Reprint the full listing exactly.
-- Opening Marker --
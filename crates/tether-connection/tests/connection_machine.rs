//! Integration tests: connection machines on the in-process relay.
//!
//! Time is paused, so backoffs and scene polls run instantly but in order.

use std::sync::Arc;
use std::sync::atomic::{AtomicBool, AtomicUsize, Ordering};
use std::time::Duration;

use tether_connection::{
    ConnectionConfig, ConnectionError, ConnectionEvent, ConnectionHandle, ConnectionPolicy,
    ConnectionState, ConnectionStateMachine, ConnectionStatus, DefaultPolicy, Role, SceneConfig,
    SceneLoader, StaticPolicy, Subscription,
};
use tether_protocol::{PeerId, Recipient};
use tether_transport::{Relay, RelayEvent, RelayHub, RoomSpec, TransportError};
use tokio::sync::mpsc;

const WAIT: Duration = Duration::from_secs(30);

fn room() -> RoomSpec {
    RoomSpec::new("R1", "eu")
}

fn spawn_with(
    hub: &RelayHub,
    policy: Arc<dyn ConnectionPolicy>,
    config: ConnectionConfig,
) -> ConnectionHandle {
    let (relay, events) = hub.endpoint();
    ConnectionStateMachine::new(Arc::new(relay), events)
        .with_policy(policy)
        .with_config(config)
        .spawn()
}

fn spawn(hub: &RelayHub) -> ConnectionHandle {
    spawn_with(hub, Arc::new(DefaultPolicy), ConnectionConfig::default())
}

/// Reads events until one matches, failing the test after [`WAIT`].
async fn expect(
    sub: &mut Subscription,
    what: &str,
    pred: impl Fn(&ConnectionEvent) -> bool,
) -> ConnectionEvent {
    let found = tokio::time::timeout(WAIT, async {
        while let Some(event) = sub.recv().await {
            if pred(&event) {
                return Some(event);
            }
        }
        None
    })
    .await;
    match found {
        Ok(Some(event)) => event,
        _ => panic!("never saw {what}"),
    }
}

/// Every `StateChanged` target until the machine reaches `last`.
async fn states_until(sub: &mut Subscription, last: ConnectionState) -> Vec<ConnectionState> {
    let mut seen = Vec::new();
    loop {
        let event = expect(sub, "a state change", |e| {
            matches!(e, ConnectionEvent::StateChanged { .. })
        })
        .await;
        if let ConnectionEvent::StateChanged { to, .. } = event {
            seen.push(to);
            if to == last {
                return seen;
            }
        }
    }
}

async fn connected_host(hub: &RelayHub) -> ConnectionHandle {
    let host = spawn(hub);
    host.init("R1", "eu").await.unwrap();
    host.wait_for(ConnectionState::Connected, WAIT).await.unwrap();
    host
}

async fn connected_client(hub: &RelayHub, client: ConnectionHandle) -> ConnectionHandle {
    client.switch_room("R1", false, "eu").await.unwrap();
    client
        .wait_for(ConnectionState::Connected, WAIT)
        .await
        .unwrap();
    client
}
-- Closing Marker --
■ Solution to the exercise:
filename crates/tether-connection/tests/connection_machine.rs
//! Integration tests: connection machines on the in-process relay.
//!
//! Time is paused, so backoffs and scene polls run instantly but in order.

use std::sync::Arc;
use std::sync::atomic::{AtomicBool, AtomicUsize, Ordering};
use std::time::Duration;

use tether_connection::{
    ConnectionConfig, ConnectionError, ConnectionEvent, ConnectionHandle, ConnectionPolicy,
    ConnectionState, ConnectionStateMachine, ConnectionStatus, DefaultPolicy, Role, SceneConfig,
    SceneLoader, StaticPolicy, Subscription,
};
use tether_protocol::{PeerId, Recipient};
use tether_transport::{Relay, RelayEvent, RelayHub, RoomSpec, TransportError};
use tokio::sync::mpsc;

const WAIT: Duration = Duration::from_secs(30);

fn room() -> RoomSpec {
    RoomSpec::new("R1", "eu")
}

fn spawn_with(
    hub: &RelayHub,
    policy: Arc<dyn ConnectionPolicy>,
    config: ConnectionConfig,
) -> ConnectionHandle {
    let (relay, events) = hub.endpoint();
    ConnectionStateMachine::new(Arc::new(relay), events)
        .with_policy(policy)
        .with_config(config)
        .spawn()
}

fn spawn(hub: &RelayHub) -> ConnectionHandle {
    spawn_with(hub, Arc::new(DefaultPolicy), ConnectionConfig::default())
}

/// Reads events until one matches, failing the test after [`WAIT`].
async fn expect(
    sub: &mut Subscription,
    what: &str,
    pred: impl Fn(&ConnectionEvent) -> bool,
) -> ConnectionEvent {
    let found = tokio::time::timeout(WAIT, async {
        while let Some(event) = sub.recv().await {
            if pred(&event) {
                return Some(event);
            }
        }
        None
    })
    .await;
    match found {
        Ok(Some(event)) => event,
        _ => panic!("never saw {what}"),
    }
}

/// Every `StateChanged` target until the machine reaches `last`.
async fn states_until(sub: &mut Subscription, last: ConnectionState) -> Vec<ConnectionState> {
    let mut seen = Vec::new();
    loop {
        let event = expect(sub, "a state change", |e| {
            matches!(e, ConnectionEvent::StateChanged { .. })
        })
        .await;
        if let ConnectionEvent::StateChanged { to, .. } = event {
            seen.push(to);
            if to == last {
                return seen;
            }
        }
    }
}

async fn connected_host(hub: &RelayHub) -> ConnectionHandle {
    let host = spawn(hub);
    host.init("R1", "eu").await.unwrap();
    host.wait_for(ConnectionState::Connected, WAIT).await.unwrap();
    host
}

async fn connected_client(hub: &RelayHub, client: ConnectionHandle) -> ConnectionHandle {
    client.switch_room("R1", false, "eu").await.unwrap();
    client
        .wait_for(ConnectionState::Connected, WAIT)
        .await
        .unwrap();
    client
}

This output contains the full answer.